1

I want to swap two int pointers.

I can do it in C like this

void swap(int* a, int* b)
    int temp = *a;
    *a = *b;
    *b=temp;

Now I'm trying to do it in assembly but, and bear with me, I don't understand why this doesn't work

push %ebp
mov %esp,%ebp   

mov 8(%ebp), %ecx       #a 
mov 12(%ebp), %ebx      #b

mov (%ecx), %eax        #move o a para temp
mov (%ebx), %ecx        #move o b para o a
mov (%eax), %ebx        #move o temp para o b

mov %ebp, %esp
pop %ebp
ret

Can someone explain what I'm doing wrong?

Michael Petch
  • 46,082
  • 8
  • 107
  • 198
codetective
  • 86
  • 2
  • 9
  • 1
    Because you'd need to write `mov (%ebx), (%ecx)` to do `*b = *a;`, and x86 doesn't allow both operands to be indirect (except in `movs`). – EOF Apr 22 '17 at 18:32
  • 2
    The C code does not "swap two int pointers". It is swapping the data they point to. – Weather Vane Apr 22 '17 at 18:35
  • 1
    I'm surprised nobody's mentioned `xchg` yet. – Daniel Kamil Kozar Apr 22 '17 at 19:14
  • 2
    @DanielKamilKozar `xchg` doesn't help much for this, and it's much slower than a load and a store. – EOF Apr 22 '17 at 19:21
  • 2
    @DanielKamilKozar : You wouldn't want to use `xchg` with memory operands here since that would apply a _LOCK_ to the instruction. To avoid that you'd have to move the memory operands into registers and _xchg_ the registers but by the time you do that you may as well have used `mov`. – Michael Petch Apr 22 '17 at 19:43
  • @MichaelPetch : Right. I forgot about the implicit LOCK that `xchg` has. Thanks. – Daniel Kamil Kozar Apr 22 '17 at 19:44
  • Remember that if you can write the C code, then you can always run it through a C compiler and disassemble it to see what the assembly code should look like. [In this case, for example.](https://godbolt.org/g/7WQTfr) – Cody Gray - on strike Apr 23 '17 at 10:05

2 Answers2

2

Your C code is attempting to swap the values pointed to by pointers but your assembly code seems to be treating values as pointers leading to segmentation faults. One way to handle this is to use extra register(s) to hold the pointers and the values they point to.

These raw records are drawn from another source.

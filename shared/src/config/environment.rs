//! Environment configuration module

use serde::{Deserialize, Serialize};
use std::env;

/// Application environment
#[derive(Debug, Clone, Copy, PartialEq, Eq, Default, Deserialize, Serialize)]
#[serde(rename_all = "lowercase")]
pub enum Environment {
    /// Development environment
    #[default]
    Development,
    /// Staging/test environment
    Staging,
    /// Production environment
    Production,
}

impl Environment {
    /// Check if running in production
    pub fn is_production(&self) -> bool {
        matches!(self, Environment::Production)
    }

    /// Get environment from ENV variable
    pub fn from_env() -> Self {
        env::var("ENVIRONMENT")
            .or_else(|_| env::var("ENV"))
            .unwrap_or_else(|_| String::from("development"))
            .parse()
            .unwrap_or(Environment::Development)
    }

    /// Environment-specific dotenv file, loaded before `.env`
    pub fn env_file(&self) -> &'static str {
        match self {
            Environment::Development => ".env.development",
            Environment::Staging => ".env.staging",
            Environment::Production => ".env.production",
        }
    }
}

impl std::fmt::Display for Environment {
    fn fmt(&self, f: &mut std::fmt::Formatter<'_>) -> std::fmt::Result {
        match self {
            Environment::Development => write!(f, "development"),
            Environment::Staging => write!(f, "staging"),
            Environment::Production => write!(f, "production"),
        }
    }
}

impl std::str::FromStr for Environment {
    type Err = String;

    fn from_str(s: &str) -> Result<Self, Self::Err> {
        match s.to_lowercase().as_str() {
            "development" | "dev" => Ok(Environment::Development),
            "staging" | "stage" | "test" => Ok(Environment::Staging),
            "production" | "prod" => Ok(Environment::Production),
            _ => Err(format!("Invalid environment: {}", s)),
        }
    }
}

/// Logging configuration
#[derive(Debug, Clone, Deserialize, Serialize)]
pub struct LoggingConfig {
    /// Log level (trace, debug, info, warn, error)
    pub level: String,

    /// Log format (json, pretty, compact)
    #[serde(default = "default_log_format")]
    pub format: LogFormat,

    /// Enable colored output (terminal only)
    #[serde(default = "default_colored")]
    pub colored: bool,

    /// Include source location in logs
    #[serde(default)]
    pub source_location: bool,
}

impl Default for LoggingConfig {
    fn default() -> Self {
        Self {
            level: String::from("info"),
            format: default_log_format(),
            colored: default_colored(),
            source_location: false,
        }
    }
}

impl LoggingConfig {
    /// Create logging config for environment
    pub fn for_environment(env: Environment) -> Self {
        match env {
            Environment::Development => Self {
                level: String::from("debug"),
                format: LogFormat::Pretty,
                colored: true,
                source_location: true,
            },
            Environment::Staging => Self {
                level: String::from("info"),
                format: LogFormat::Compact,
                colored: false,
                source_location: false,
            },
            Environment::Production => Self {
                level: String::from("warn"),
                format: LogFormat::Json,
                colored: false,
                source_location: false,
            },
        }
    }

    /// Apply `LOG_LEVEL` and `LOG_FORMAT` overrides
    pub fn with_env_overrides(mut self) -> Self {
        if let Ok(level) = env::var("LOG_LEVEL") {
            self.level = level.to_lowercase();
        }
        if let Some(format) = env::var("LOG_FORMAT").ok().and_then(|f| f.parse().ok()) {
            self.format = format;
        }
        self
    }
}

/// Log format enumeration
#[derive(Debug, Clone, Copy, PartialEq, Eq, Deserialize, Serialize)]
#[serde(rename_all = "lowercase")]
pub enum LogFormat {
    Json,
    Pretty,
    Compact,
}

impl std::str::FromStr for LogFormat {
    type Err = String;

    fn from_str(s: &str) -> Result<Self, Self::Err> {
        match s.to_lowercase().as_str() {
            "json" => Ok(LogFormat::Json),
            "pretty" => Ok(LogFormat::Pretty),
            "compact" => Ok(LogFormat::Compact),
            _ => Err(format!("Invalid log format: {}", s)),
        }
    }
}

fn default_log_format() -> LogFormat {
    LogFormat::Pretty
}

fn default_colored() -> bool {
    true
}
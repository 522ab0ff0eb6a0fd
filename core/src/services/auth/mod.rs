//! Authentication glue around the verification flow
//!
//! - [`AuthSession`] - typed view over the injected key-value store
//! - [`post_login_route`] - role-based redirect after login
//! - [`AuthService`] - login, signup and password reset use cases

mod redirect;
mod service;
mod session;
mod traits;

#[cfg(test)]
mod tests;

pub use redirect::post_login_route;
pub use service::AuthService;
pub use session::AuthSession;
pub use traits::{AuthApi, SignupRequest};
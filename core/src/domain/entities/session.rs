//! Authenticated user session as reported by the login endpoint.

use serde::{Deserialize, Serialize};

/// Role of a signed-in user
#[derive(Debug, Clone, Copy, PartialEq, Eq, Default, Serialize, Deserialize)]
#[serde(rename_all = "lowercase")]
pub enum UserRole {
    /// Regular subscriber
    #[default]
    User,
    /// Legal professional account
    Lawyer,
    /// Platform administrator
    Admin,
}

impl UserRole {
    /// Wire name of the role
    pub fn as_str(&self) -> &'static str {
        match self {
            UserRole::User => "user",
            UserRole::Lawyer => "lawyer",
            UserRole::Admin => "admin",
        }
    }

    /// Parse a role reported by the server; unknown or missing roles are `User`
    pub fn from_wire(role: Option<&str>) -> Self {
        match role.map(|r| r.trim().to_lowercase()).as_deref() {
            Some("admin") | Some("administrator") => UserRole::Admin,
            Some("lawyer") => UserRole::Lawyer,
            _ => UserRole::User,
        }
    }
}

/// Outcome of a successful login request
#[derive(Debug, Clone, PartialEq, Eq, Serialize, Deserialize)]
pub struct LoginResponse {
    /// Bearer token for subsequent requests
    pub access_token: String,
    /// Role of the user
    pub role: UserRole,
    /// Email address of the account
    pub email: String,
    /// Whether the email address has been verified
    pub email_verified: bool,
    /// Whether account onboarding has been completed
    pub onboarded: bool,
}
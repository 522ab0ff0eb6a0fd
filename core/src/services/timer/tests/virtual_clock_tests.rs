//! Tests for the virtual clock

use std::time::Duration;

use crate::services::timer::{Scheduler, VirtualClock};

#[test]
fn test_timers_fire_in_due_order() {
    let clock = VirtualClock::new();
    let late = clock.schedule(Duration::from_millis(500));
    let early = clock.schedule(Duration::from_millis(100));

    assert!(clock.advance(Duration::from_millis(99)).is_empty());
    assert_eq!(clock.advance(Duration::from_millis(1)), vec![early]);
    assert_eq!(clock.advance(Duration::from_secs(1)), vec![late]);
    assert_eq!(clock.pending(), 0);
}

#[test]
fn test_cancelled_timer_never_fires() {
    let clock = VirtualClock::new();
    let id = clock.schedule(Duration::from_millis(300));
    clock.cancel(id);

    assert!(clock.advance(Duration::from_secs(10)).is_empty());
    assert_eq!(clock.scheduled_total(), 1);
}

#[test]
fn test_pop_due_moves_time_to_due_instant() {
    let clock = VirtualClock::new();
    let first = clock.schedule(Duration::from_secs(1));

    let until = Duration::from_secs(3);
    assert_eq!(clock.pop_due(until), Some(first));
    assert_eq!(clock.now(), Duration::from_secs(1));

    // A chained timer scheduled from the handler is relative to the due time
    let second = clock.schedule(Duration::from_secs(1));
    assert_eq!(clock.next_due(), Some(Duration::from_secs(2)));
    assert_eq!(clock.pop_due(until), Some(second));
    assert_eq!(clock.pop_due(until), None);

    clock.advance_to(until);
    assert_eq!(clock.now(), until);
}

#[test]
fn test_clones_share_time() {
    let clock = VirtualClock::new();
    let handle = clock.clone();
    handle.schedule(Duration::from_millis(10));

    assert_eq!(clock.pending(), 1);
    clock.advance(Duration::from_millis(10));
    assert_eq!(handle.now(), Duration::from_millis(10));
    assert_eq!(handle.pending(), 0);
}
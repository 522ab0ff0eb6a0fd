mod entity_match_tests;
mod otp_code_tests;
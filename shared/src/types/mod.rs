//! Type definitions shared across crates
//!
//! - `api` - request and response bodies of the LegalIntel REST API

pub mod api;

pub use api::{
    EntitySearchResponse, ErrorBody, ForgotPasswordBody, LoginBody, LoginResponseBody,
    LoginUserBody, ResendCodeBody, SignupBody, VerifyEmailBody, WireEntity,
};
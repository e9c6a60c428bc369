//! Safe evaluation of user-entered formulas.
//!
//! A formula such as `a*sin(b*x) + c` is parsed with nom, every identifier is
//! resolved against an allow-list, and the result is a [`CompiledFormula`]
//! that evaluates element-wise over arrays. There is no dynamic name lookup:
//! an identifier that is not `x`, a declared parameter, `pi`, `e` or an
//! allow-listed function is rejected at compile time.

pub mod compiled;
pub mod parser;

pub use compiled::{is_reserved, validate_parameter_names, CompiledFormula, Func, INDEPENDENT_VARIABLE};
pub use parser::{parse, BinaryOp, Expr, UnaryOp, MAX_FORMULA_LEN, MAX_NESTING};

use serde::{Deserialize, Serialize};

use crate::error::Result;
use crate::models::{EquationSpec, ModelFunction};

/// A user-supplied formula and its declared parameters.
#[derive(Debug, Clone, PartialEq, Serialize, Deserialize)]
pub struct CustomFormulaSpec {
    pub expression: String,
    pub parameter_names: Vec<String>,
}

impl CustomFormulaSpec {
    pub fn new(expression: &str, parameter_names: &[&str]) -> Self {
        Self {
            expression: expression.to_string(),
            parameter_names: parameter_names.iter().map(|s| s.to_string()).collect(),
        }
    }

    /// Validate and compile. Errors are of the `Equation` kind.
    pub fn compile(&self) -> Result<CompiledFormula> {
        Ok(CompiledFormula::compile(&self.expression, &self.parameter_names)?)
    }

    /// Compile into a registrable equation with identifier `id`.
    pub fn into_equation_spec(self, id: &str) -> Result<EquationSpec> {
        let compiled = self.compile()?;
        let template = compiled.display_template();
        let formula = format!("y = {}", compiled.source());
        let names: Vec<&str> = self.parameter_names.iter().map(String::as_str).collect();
        let arity = names.len();
        EquationSpec::new(
            id,
            &formula,
            &names,
            &template,
            ModelFunction::with_arity(arity, move |x, params| Ok(compiled.eval(x, params)?)),
        )
    }
}

/// Compile `expression` against `parameter_names`.
pub fn compile(expression: &str, parameter_names: &[&str]) -> Result<CompiledFormula> {
    CustomFormulaSpec::new(expression, parameter_names).compile()
}
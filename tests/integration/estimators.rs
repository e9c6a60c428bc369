//! Initial-guess estimators on synthetic signals.

use std::f64::consts::PI;

use approx::assert_relative_eq;
use fitlab_rs::estimate::{
    estimate_amplitude, estimate_exponential, estimate_frequency, estimate_gaussian, estimate_phase,
    estimate_trigonometric_parameters,
};
use fitlab_rs::{Dataset, EquationRegistry, FitConfig};
use ndarray::Array1;
use rand::SeedableRng;
use rand_chacha::ChaCha8Rng;
use rand_distr::{Distribution, Normal};

#[test]
fn test_sine_scenario() {
    let x = Array1::linspace(0.0, 4.0 * PI, 100);
    let y = x.mapv(|v| 3.0 * v.sin());

    let (amplitude, frequency) = estimate_trigonometric_parameters(&x, &y, &FitConfig::default());
    assert_relative_eq!(amplitude, 3.0, max_relative = 0.1);
    assert_relative_eq!(frequency, 1.0, max_relative = 0.1);
}

#[test]
fn test_noisy_cosine_with_offset() {
    let mut rng = ChaCha8Rng::seed_from_u64(11);
    let noise = Normal::new(0.0, 0.05).unwrap();
    let x = Array1::linspace(0.0, 20.0, 500);
    let y = x.mapv(|v: f64| 2.0 + 1.5 * (0.8 * v).cos() + noise.sample(&mut rng));

    let frequency = estimate_frequency(&x, &y, 0.5).unwrap();
    assert_relative_eq!(frequency, 0.8, max_relative = 0.1);
    assert_relative_eq!(estimate_amplitude(&y), 1.5, max_relative = 0.15);
}

#[test]
fn test_unsorted_samples() {
    let x = Array1::linspace(0.0, 6.0 * PI, 240);
    let mut order: Vec<usize> = (0..x.len()).collect();
    order.reverse();
    let shuffled = Array1::from_iter(order.iter().map(|&i| x[i]));
    let y = shuffled.mapv(|v| (2.0 * v).sin());

    let frequency = estimate_frequency(&shuffled, &y, 0.5).unwrap();
    assert_relative_eq!(frequency, 2.0, max_relative = 0.1);
}

#[test]
fn test_degenerate_signals_fall_back() {
    let config = FitConfig::default();
    let x = Array1::linspace(0.0, 1.0, 3);

    let (amplitude, frequency) = estimate_trigonometric_parameters(&x, &Array1::from_elem(3, 4.0), &config);
    assert_eq!(amplitude, f64::EPSILON);
    assert_eq!(frequency, config.default_frequency);

    let single = Array1::from_elem(1, 0.0);
    assert!(estimate_frequency(&single, &single, 0.5).is_none());
}

#[test]
fn test_phase_grid_resolution_is_configurable() {
    let x = Array1::linspace(0.0, 4.0 * PI, 200);
    let y = x.mapv(|v| (v - 2.0).cos());

    let coarse = estimate_phase(&x, &y, 1.0, 1.0, 4, f64::cos);
    let fine = estimate_phase(&x, &y, 1.0, 1.0, 360, f64::cos);
    assert!((fine + 2.0).abs() <= PI / 360.0 + 1e-12);
    assert!((coarse + 2.0).abs() > (fine + 2.0).abs());
}

#[test]
fn test_shape_estimators() {
    let x = Array1::linspace(0.0, 3.0, 25);
    let (a, b) = estimate_exponential(&x, &x.mapv(|v| -2.0 * (0.5 * v).exp()));
    assert_relative_eq!(a, -2.0, epsilon = 1e-9);
    assert_relative_eq!(b, 0.5, epsilon = 1e-9);

    let x = Array1::linspace(-5.0, 5.0, 201);
    let (amplitude, center, sigma) = estimate_gaussian(&x, &x.mapv(|v| 3.0 * (-(v - 1.0).powi(2) / 2.0).exp()));
    assert_relative_eq!(amplitude, 3.0, max_relative = 0.01);
    assert_relative_eq!(center, 1.0, epsilon = 0.06);
    assert_relative_eq!(sigma, 1.0, max_relative = 0.05);
}

#[test]
fn test_registry_guesses_have_parameter_count() {
    let registry = EquationRegistry::with_builtins().unwrap();
    let config = FitConfig::default();
    let x = Array1::linspace(0.5, 10.0, 40);
    let data = Dataset::new("mixed", x.clone(), x.mapv(|v| v.sin() + 0.1 * v));

    for spec in registry.list_all() {
        let guess = spec.initial_guess(&data, &config);
        assert_eq!(guess.len(), spec.parameter_count(), "{}", spec.id);
        assert!(guess.iter().all(|g| g.is_finite()), "{}", spec.id);
    }
}
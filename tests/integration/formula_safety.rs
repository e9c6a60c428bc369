//! User formulas: only allow-listed names ever evaluate.

use approx::assert_relative_eq;
use fitlab_rs::formula::{compile, CustomFormulaSpec, MAX_FORMULA_LEN, MAX_NESTING};
use fitlab_rs::{Dataset, EquationRegistry, ErrorKind, FitEngine, FitLabError, FormulaError};
use ndarray::{array, Array1};

#[test]
fn test_hostile_expressions_are_rejected() {
    let hostile = [
        "__import__('os').system('rm -rf /')",
        "open('/etc/passwd')",
        "exec(a)",
        "eval(x)",
        "os",
        "x.real",
        "a[0]",
        "lambda: a",
        "a = 1",
        "a; b",
        "x if a else x",
        "globals()",
        "sin.__class__",
        "a * y",
        "inf * a",
        "nan",
    ];
    for expression in hostile {
        let err = compile(expression, &["a", "b"]).unwrap_err();
        assert_eq!(err.kind(), ErrorKind::Equation, "{}", expression);
    }
}

#[test]
fn test_undeclared_name_is_reported() {
    match compile("a*x + offset", &["a"]).unwrap_err() {
        FitLabError::Formula(FormulaError::UnknownIdentifier { name }) => assert_eq!(name, "offset"),
        other => panic!("unexpected error: {}", other),
    }
    match compile("a*system(x)", &["a"]).unwrap_err() {
        FitLabError::Formula(FormulaError::UnknownFunction { name }) => assert_eq!(name, "system"),
        other => panic!("unexpected error: {}", other),
    }
}

#[test]
fn test_syntax_error_position() {
    match compile("a*x +* b", &["a", "b"]).unwrap_err() {
        FitLabError::Formula(FormulaError::Syntax { position, .. }) => assert_eq!(position, 5),
        other => panic!("unexpected error: {}", other),
    }
}

#[test]
fn test_deeply_nested_input_is_rejected() {
    let nested = format!("{}a*x{}", "(".repeat(1_000), ")".repeat(1_000));
    match CustomFormulaSpec::new(&nested, &["a"]).compile().unwrap_err() {
        FitLabError::Formula(FormulaError::TooDeep { position, limit }) => {
            assert_eq!(limit, MAX_NESTING);
            assert_eq!(position, MAX_NESTING);
        }
        other => panic!("unexpected error: {}", other),
    }

    let huge = format!("{}a*x{}", "(".repeat(20_000), ")".repeat(20_000));
    let err = CustomFormulaSpec::new(&huge, &["a"]).compile().unwrap_err();
    assert_eq!(err.kind(), ErrorKind::Equation);
    assert!(matches!(err, FitLabError::Formula(FormulaError::TooLong { .. })));

    let long_sum = vec!["a*x"; MAX_FORMULA_LEN].join("+");
    assert!(compile(&long_sum, &["a"]).is_err());

    let nested_ok = format!("{}a*x{}", "(".repeat(32), ")".repeat(32));
    let formula = compile(&nested_ok, &["a"]).unwrap();
    assert_relative_eq!(formula.eval(&array![2.0], &[3.0]).unwrap()[0], 6.0);
}

#[test]
fn test_parameter_declarations_are_validated() {
    let cases: [&[&str]; 5] = [&["x"], &["a", "a"], &["sin"], &["2a"], &[]];
    for names in cases {
        let err = compile("1", names).unwrap_err();
        assert_eq!(err.kind(), ErrorKind::Equation, "{:?}", names);
    }
}

#[test]
fn test_domain_errors_stay_per_sample() {
    let formula = compile("a*ln(x) + b/x", &["a", "b"]).unwrap();
    let y = formula.eval(&array![-1.0, 0.0, 1.0], &[1.0, 1.0]).unwrap();
    assert!(y[0].is_nan());
    assert!(!y[1].is_finite());
    assert_relative_eq!(y[2], 1.0);
}

#[test]
fn test_precedence() {
    let formula = compile("-a^2 + b*x^2^0.5", &["a", "b"]).unwrap();
    let y = formula.eval(&array![2.0], &[3.0, 1.0]).unwrap();
    // -(3²) + 1·2^(2^0.5)
    assert_relative_eq!(y[0], -9.0 + 2f64.powf(2f64.sqrt()), epsilon = 1e-12);

    let formula = compile("a - x - 1", &["a"]).unwrap();
    assert_relative_eq!(formula.eval(&array![2.0], &[10.0]).unwrap()[0], 7.0);
}

#[test]
fn test_custom_formula_fits_like_a_builtin() {
    let x = Array1::linspace(0.0, 4.0, 25);
    let data = Dataset::new("custom", x.clone(), x.mapv(|v| 1.5 * (0.7 * v).cos() + 0.25));
    let custom = CustomFormulaSpec::new("a*cos(b*x) + c", &["a", "b", "c"]);

    let mut engine_guess = custom.clone().into_equation_spec("custom_cos").unwrap();
    engine_guess = engine_guess.with_estimator(|_, _| vec![1.0, 0.6, 0.0]);
    let mut registry = EquationRegistry::new();
    registry.register(engine_guess).unwrap();

    let result = FitEngine::default()
        .fit(&data, registry.lookup("custom_cos").unwrap())
        .unwrap();
    assert_relative_eq!(result.params[0], 1.5, epsilon = 1e-5);
    assert_relative_eq!(result.params[1], 0.7, epsilon = 1e-5);
    assert_relative_eq!(result.params[2], 0.25, epsilon = 1e-5);
    assert!(result.equation.starts_with("y=1.5*cos(0.7*x)+0.25"));
}

#[test]
fn test_custom_formula_with_singular_sample_fails_cleanly() {
    let data = Dataset::from_vecs("log", vec![0.0, 1.0, 2.0, 3.0], vec![0.0, 1.0, 1.7, 2.1]);
    let custom = CustomFormulaSpec::new("a*ln(x) + b", &["a", "b"]);
    let err = FitEngine::default().fit_custom(&data, &custom, "custom_ln").unwrap_err();
    assert_eq!(err.kind(), ErrorKind::Fitting);
    assert!(err.to_string().contains("custom_ln"));
}

#[test]
fn test_spec_serializes() {
    let custom = CustomFormulaSpec::new("a*x", &["a"]);
    let json = serde_json::to_string(&custom).unwrap();
    let back: CustomFormulaSpec = serde_json::from_str(&json).unwrap();
    assert_eq!(back, custom);
}
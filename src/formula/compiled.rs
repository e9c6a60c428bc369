//! Name resolution and evaluation of parsed formulas.
//!
//! Resolution is an allow-list: every identifier must be the independent
//! variable, a declared parameter, or one of the constants and functions
//! enumerated here. Anything else is rejected before a compiled formula
//! exists, so there is no path from formula text to arbitrary behavior.

use std::f64::consts::{E, PI};

use ndarray::Array1;

use super::parser::{self, BinaryOp, Expr, UnaryOp};
use crate::error::FormulaError;

/// Name of the independent variable in formulas.
pub const INDEPENDENT_VARIABLE: &str = "x";

const CONSTANTS: [(&str, f64); 2] = [("pi", PI), ("e", E)];

/// Allow-listed elementary functions. All take one argument.
#[derive(Debug, Clone, Copy, PartialEq, Eq)]
pub enum Func {
    Sin,
    Cos,
    Tan,
    Asin,
    Acos,
    Atan,
    Sinh,
    Cosh,
    Tanh,
    Exp,
    Ln,
    Log10,
    Sqrt,
    Abs,
}

impl Func {
    const ALL: [(&'static str, Func); 15] = [
        ("sin", Func::Sin),
        ("cos", Func::Cos),
        ("tan", Func::Tan),
        ("asin", Func::Asin),
        ("acos", Func::Acos),
        ("atan", Func::Atan),
        ("sinh", Func::Sinh),
        ("cosh", Func::Cosh),
        ("tanh", Func::Tanh),
        ("exp", Func::Exp),
        ("ln", Func::Ln),
        ("log", Func::Ln),
        ("log10", Func::Log10),
        ("sqrt", Func::Sqrt),
        ("abs", Func::Abs),
    ];

    pub fn from_name(name: &str) -> Option<Func> {
        Self::ALL.iter().find(|(n, _)| *n == name).map(|(_, f)| *f)
    }

    pub fn apply(self, v: f64) -> f64 {
        match self {
            Func::Sin => v.sin(),
            Func::Cos => v.cos(),
            Func::Tan => v.tan(),
            Func::Asin => v.asin(),
            Func::Acos => v.acos(),
            Func::Atan => v.atan(),
            Func::Sinh => v.sinh(),
            Func::Cosh => v.cosh(),
            Func::Tanh => v.tanh(),
            Func::Exp => v.exp(),
            Func::Ln => v.ln(),
            Func::Log10 => v.log10(),
            Func::Sqrt => v.sqrt(),
            Func::Abs => v.abs(),
        }
    }
}

/// True for names that cannot be declared as parameters.
pub fn is_reserved(name: &str) -> bool {
    name == INDEPENDENT_VARIABLE
        || CONSTANTS.iter().any(|(c, _)| *c == name)
        || Func::from_name(name).is_some()
}

fn is_identifier(name: &str) -> bool {
    let mut chars = name.chars();
    match chars.next() {
        Some(c) if c.is_ascii_alphabetic() || c == '_' => {
            chars.all(|c| c.is_ascii_alphanumeric() || c == '_')
        }
        _ => false,
    }
}

/// Resolved expression tree.
#[derive(Debug, Clone, PartialEq)]
enum Node {
    Const(f64),
    X,
    Param(usize),
    Neg(Box<Node>),
    Binary(BinaryOp, Box<Node>, Box<Node>),
    Call(Func, Box<Node>),
}

impl Node {
    fn resolve(expr: &Expr, parameter_names: &[String]) -> Result<Node, FormulaError> {
        Ok(match expr {
            Expr::Number(v) => Node::Const(*v),
            Expr::Ident(name) => {
                if name == INDEPENDENT_VARIABLE {
                    Node::X
                } else if let Some(i) = parameter_names.iter().position(|p| p == name) {
                    Node::Param(i)
                } else if let Some((_, v)) = CONSTANTS.iter().find(|(c, _)| c == name) {
                    Node::Const(*v)
                } else {
                    return Err(FormulaError::UnknownIdentifier { name: name.clone() });
                }
            }
            Expr::Unary(UnaryOp::Plus, operand) => Node::resolve(operand, parameter_names)?,
            Expr::Unary(UnaryOp::Neg, operand) => {
                Node::Neg(Box::new(Node::resolve(operand, parameter_names)?))
            }
            Expr::Binary(op, lhs, rhs) => Node::Binary(
                *op,
                Box::new(Node::resolve(lhs, parameter_names)?),
                Box::new(Node::resolve(rhs, parameter_names)?),
            ),
            Expr::Call(name, args) => {
                let func = Func::from_name(name)
                    .ok_or_else(|| FormulaError::UnknownFunction { name: name.clone() })?;
                if args.len() != 1 {
                    return Err(FormulaError::Arity {
                        function: name.clone(),
                        expected: 1,
                        got: args.len(),
                    });
                }
                Node::Call(func, Box::new(Node::resolve(&args[0], parameter_names)?))
            }
        })
    }

    fn eval(&self, x: f64, params: &[f64]) -> f64 {
        match self {
            Node::Const(v) => *v,
            Node::X => x,
            Node::Param(i) => params[*i],
            Node::Neg(operand) => -operand.eval(x, params),
            Node::Binary(op, lhs, rhs) => op.apply(lhs.eval(x, params), rhs.eval(x, params)),
            Node::Call(func, arg) => func.apply(arg.eval(x, params)),
        }
    }
}

/// A validated formula that can be evaluated over arrays.
///
/// Evaluation follows IEEE 754: division by zero and domain errors produce
/// `inf`/`NaN` at the affected samples instead of failing.
#[derive(Debug, Clone, PartialEq)]
pub struct CompiledFormula {
    source: String,
    parameter_names: Vec<String>,
    root: Node,
}

impl CompiledFormula {
    /// Parse and validate `source` against the declared parameter names.
    pub fn compile(source: &str, parameter_names: &[String]) -> Result<Self, FormulaError> {
        validate_parameter_names(parameter_names)?;
        let expr = parser::parse(source)?;
        let root = Node::resolve(&expr, parameter_names)?;
        Ok(Self {
            source: source.trim().to_string(),
            parameter_names: parameter_names.to_vec(),
            root,
        })
    }

    /// The formula text as entered, trimmed.
    pub fn source(&self) -> &str {
        &self.source
    }

    pub fn parameter_names(&self) -> &[String] {
        &self.parameter_names
    }

    /// Evaluate element-wise over `x` with parameters in declared order.
    pub fn eval(&self, x: &Array1<f64>, params: &[f64]) -> Result<Array1<f64>, FormulaError> {
        if params.len() != self.parameter_names.len() {
            return Err(FormulaError::ParameterCount {
                expected: self.parameter_names.len(),
                got: params.len(),
            });
        }
        Ok(x.mapv(|xi| self.root.eval(xi, params)))
    }

    /// Display template `y=<formula>` with every parameter written as `{name}`.
    pub fn display_template(&self) -> String {
        let mut template = String::from("y=");
        let mut chars = self.source.char_indices().peekable();

        while let Some((start, c)) = chars.next() {
            if c.is_whitespace() {
                continue;
            }
            if c.is_ascii_digit() || c == '.' {
                // Keep number literals intact, exponent included.
                template.push(c);
                let mut prev = c;
                while let Some(&(_, next)) = chars.peek() {
                    let continues = next.is_ascii_digit()
                        || next == '.'
                        || next == 'e'
                        || next == 'E'
                        || ((next == '+' || next == '-') && (prev == 'e' || prev == 'E'));
                    if !continues {
                        break;
                    }
                    template.push(next);
                    prev = next;
                    chars.next();
                }
            } else if c.is_ascii_alphabetic() || c == '_' {
                let mut end = start + c.len_utf8();
                while let Some(&(i, next)) = chars.peek() {
                    if !(next.is_ascii_alphanumeric() || next == '_') {
                        break;
                    }
                    end = i + next.len_utf8();
                    chars.next();
                }
                let word = &self.source[start..end];
                if self.parameter_names.iter().any(|p| p == word) {
                    template.push('{');
                    template.push_str(word);
                    template.push('}');
                } else {
                    template.push_str(word);
                }
            } else {
                template.push(c);
            }
        }

        template
    }
}

/// Check a declared parameter list: non-empty, valid identifiers, unique,
/// and not reserved.
pub fn validate_parameter_names(parameter_names: &[String]) -> Result<(), FormulaError> {
    if parameter_names.is_empty() {
        return Err(FormulaError::InvalidParameterName {
            name: String::new(),
        });
    }
    for (i, name) in parameter_names.iter().enumerate() {
        if !is_identifier(name) {
            return Err(FormulaError::InvalidParameterName { name: name.clone() });
        }
        if is_reserved(name) {
            return Err(FormulaError::ReservedParameterName { name: name.clone() });
        }
        if parameter_names[..i].contains(name) {
            return Err(FormulaError::DuplicateParameter { name: name.clone() });
        }
    }
    Ok(())
}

The 32-bit CDECL allows us to use EAX, ECX, and EDX without worrying about saving their values. We'll need a 4th register and we'll have to preserve it ourselves.

I will also assume you want the frame pointer present (the routine could be written without it):

push   %ebp
mov    %esp,%ebp
push   %ebx              # Preserve non-volatile EBX register
mov    8(%ebp),%eax      # EAX = Pointer to a (arg1)
mov    12(%ebp),%edx     # EDX = Pointer to b (arg2)
mov    (%eax),%ecx       # Temporarily save value at memory address a (*a) to ECX
mov    (%edx),%ebx       # Temporarily save value at memory address b (*b) to EBX
mov    %ebx,(%eax)       # Move value of b (EBX) to memory address of a (*a)
mov    %ecx,(%edx)       # Move value of a (ECX) to memory address of b (*b)
pop    %ebx              # Restore non-volatile EBX register
pop    %ebp
ret

In theory you could remove the stack frame altogether (may make stack traces in the debugger harder to follow). The code could have used ESP to access the arguments rather than EBP:

push   %ebx              # Preserve non-volatile EBX register
mov    8(%esp),%eax      # EAX = Pointer to a
mov    12(%esp),%edx     # EDX = Pointer to b
mov    (%eax),%ecx       # Temporarily save value at memory address a (*a) to ECX
mov    (%edx),%ebx       # Temporarily save value at memory address b (*b) to EBX
mov    %ebx,(%eax)       # Move value of b (EBX) to memory address of a (*a)
mov    %ecx,(%edx)       # Move value of a (ECX) to memory address of b (*b)
pop    %ebx              # Restore non-volatile EBX register
ret

Note: Failing to preserve (per 32-bit CDECL calling convention) non-volatile registers like EBX, EBP, ESI, and EDI is a bug. In simple test code it may appear to work, but in more complex code with optimizations on you may experience undefined behaviour if the calling convention isn't strictly adhered to.

Michael Petch
  • 46,082
  • 8
  • 107
  • 198
  • How is pushing/popping a register functionally different from using a stack temporary? – EOF Apr 22 '17 at 19:02
  • @EOF: Actually that comment applied to the first incarnation of my code where I didn't preserve _EBX_. Thanks for noticing. That comment doesn't apply to the code I posted so I have removed it. – Michael Petch Apr 22 '17 at 19:04
  • \*Sigh\*, here I was hoping to digress to the effects of load-store forwarding latency and OoO-execution and not needing the popped value right away, possibly to better ABIs with redzones... But omitting the framepointer is probably better anyway. – EOF Apr 22 '17 at 19:10
  • Redzone doesn't apply to 32-bit Linux code (do I didn't bother for this answer), but it would apply to 64-bit code. And yes in that case you could simply use the memory address below _RSP_ without adjusting _RSP_. 64-bit Linux code is easier because the pointers would already be in registers (_RDI_and _RSI_) so you'd only need a couple of the extra volatile registers to hold the values. Wouldn't need temporary stack space at all. – Michael Petch Apr 22 '17 at 19:23
  • Thanks! Great explanation – codetective Apr 22 '17 at 21:32
1

As Weather Vane said, the C code you have shown is not swapping two int pointers. It is swapping two ints pointed by two int pointers.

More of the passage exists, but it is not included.